You can’t make him talk to you, but you can foster an environment in which he feels safe to talk by sharing your own feelings and not flying off the handle if he shares a feeling that you find upsetting (such as “I don’t feel ready to live together” or “I feel a little overwhelmed, I think I’d rather stay home alone Friday and play Mass Effect.”) Keep talking until you understand each other. You don’t have to agree, but you do have to understand. Ask each other “Why?”
Beyond that: keep it fun, ease into regular communication, and find out what you each expect short term as well as sharing long term goals.

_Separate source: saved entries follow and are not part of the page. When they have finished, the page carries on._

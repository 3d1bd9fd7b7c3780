//! Column selector: the value returned by `where_`, `having`, `and` and `or`.

use super::Conditional;
use crate::condition::ConditionKind;
use crate::error::{BeeError, BeeResult};
use crate::predicate::{CompareOp, Connector, Operand, Predicate};
use crate::value::Value;

/// A pending comparison on one column.
///
/// Completing it with a comparison method builds the predicate, attaches it
/// to the target condition and hands the statement back for further chaining.
#[derive(Debug)]
#[must_use = "a column selector does nothing until a comparison is applied"]
pub struct ColumnSelector<'a, S: Conditional> {
    statement: &'a mut S,
    column: String,
    target: ConditionKind,
    connector: Connector,
}

impl<'a, S: Conditional> ColumnSelector<'a, S> {
    pub(crate) fn new(
        statement: &'a mut S,
        column: String,
        target: ConditionKind,
        connector: Connector,
    ) -> Self {
        Self {
            statement,
            column,
            target,
            connector,
        }
    }

    pub fn column(&self) -> &str {
        &self.column
    }

    pub fn target(&self) -> ConditionKind {
        self.target
    }

    /// `column = value`
    pub fn eq(self, value: impl Into<Value>) -> BeeResult<&'a mut S> {
        self.compare(CompareOp::Eq, Operand::Single(value.into()))
    }

    /// `column <> value`
    pub fn neq(self, value: impl Into<Value>) -> BeeResult<&'a mut S> {
        self.compare(CompareOp::NotEq, Operand::Single(value.into()))
    }

    /// `column < value`
    pub fn lt(self, value: impl Into<Value>) -> BeeResult<&'a mut S> {
        self.compare(CompareOp::Lt, Operand::Single(value.into()))
    }

    /// `column <= value`
    pub fn lte(self, value: impl Into<Value>) -> BeeResult<&'a mut S> {
        self.compare(CompareOp::Lte, Operand::Single(value.into()))
    }

    /// `column > value`
    pub fn gt(self, value: impl Into<Value>) -> BeeResult<&'a mut S> {
        self.compare(CompareOp::Gt, Operand::Single(value.into()))
    }

    /// `column >= value`
    pub fn gte(self, value: impl Into<Value>) -> BeeResult<&'a mut S> {
        self.compare(CompareOp::Gte, Operand::Single(value.into()))
    }

    /// `column IN (v1, v2, ...)`. An empty list is rejected.
    pub fn in_<I, V>(self, values: I) -> BeeResult<&'a mut S>
    where
        I: IntoIterator<Item = V>,
        V: Into<Value>,
    {
        let values: Vec<Value> = values.into_iter().map(Into::into).collect();
        if values.is_empty() {
            return Err(BeeError::EmptyArgumentList("in operator"));
        }
        self.compare(CompareOp::In, Operand::List(values))
    }

    /// `column NOT IN (v1, v2, ...)`. An empty list is rejected.
    pub fn nin<I, V>(self, values: I) -> BeeResult<&'a mut S>
    where
        I: IntoIterator<Item = V>,
        V: Into<Value>,
    {
        let values: Vec<Value> = values.into_iter().map(Into::into).collect();
        if values.is_empty() {
            return Err(BeeError::EmptyArgumentList("not in operator"));
        }
        self.compare(CompareOp::NotIn, Operand::List(values))
    }

    fn compare(self, op: CompareOp, operand: Operand) -> BeeResult<&'a mut S> {
        if self.column.trim().is_empty() {
            return Err(BeeError::EmptyWhereClause(self.target.name()));
        }

        let maker = self.statement.context().maker();
        let operator = maker.operator(op)?;
        let connector = maker.logical(self.connector)?;
        let part = maker.clause(self.target.clause_kind())?;

        let predicate = Predicate::new(self.column, operator, operand);
        self.statement
            .clauses_mut()
            .attach(self.target, part, vec![(connector, predicate)]);
        Ok(self.statement)
    }
}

I’m happy you’re doing this. Yours is going to be a great love story one day!
Dear Miss U
I’ve been dating this girl who has unbelievable chemistry and feelings for me as I do for her. But, the thing that is bothering both of us is the fact that I’m probably gonna leave the college that we both currently go to, and will probably be going to a school that’s about 17 hours away. This is because of my pursuit of baseball. The thing is that even though it’s just been two months, we really have strong feelings for each other. It’s gonna be very hard to find a way for things to work because of the distance and because of our emotions that we have. What can we do? Or should we do? PLEASE HELP!
Can you delay changing schools until you’ve had a bit more time together to solidify things?
Before you do make the move talk about how you will make this relationship a priority once it becomes a LDR. Discuss how visits might work, and what fun things you can do together at a distance so that you’re still nourishing the bond between you. Try your best to put a positive spin on it – not all aspects of long distance are hard, after all.
For a relationship to be successful (near or far!) it needs to be a priority and you need to communicate honestly. Oftentimes that’s going to mean saying no to your new mate’s party on a Saturday night so you can go home and Skype. It means not being too embarrassed to Facetime in public if that’s the only time you both have available that day. It means keeping track of the things she’s told you about so you know when to say “good luck with that exam today” or “I know you’re at recital, I’m thinking of you and I know you’ll blow them all away!” And of course, it’s being strong enough to say “I have a girlfriend back home” without getting all weird about it.
If you both want each other and this relationship enough you will find a way to make your long distance relationship every bit as fulfilling as your near proximity relationship is. Love is about people not about distance; focus on each other and what you do have rather than the distance.
You’re a blessing on each other’s lives, no matter where in the world you are.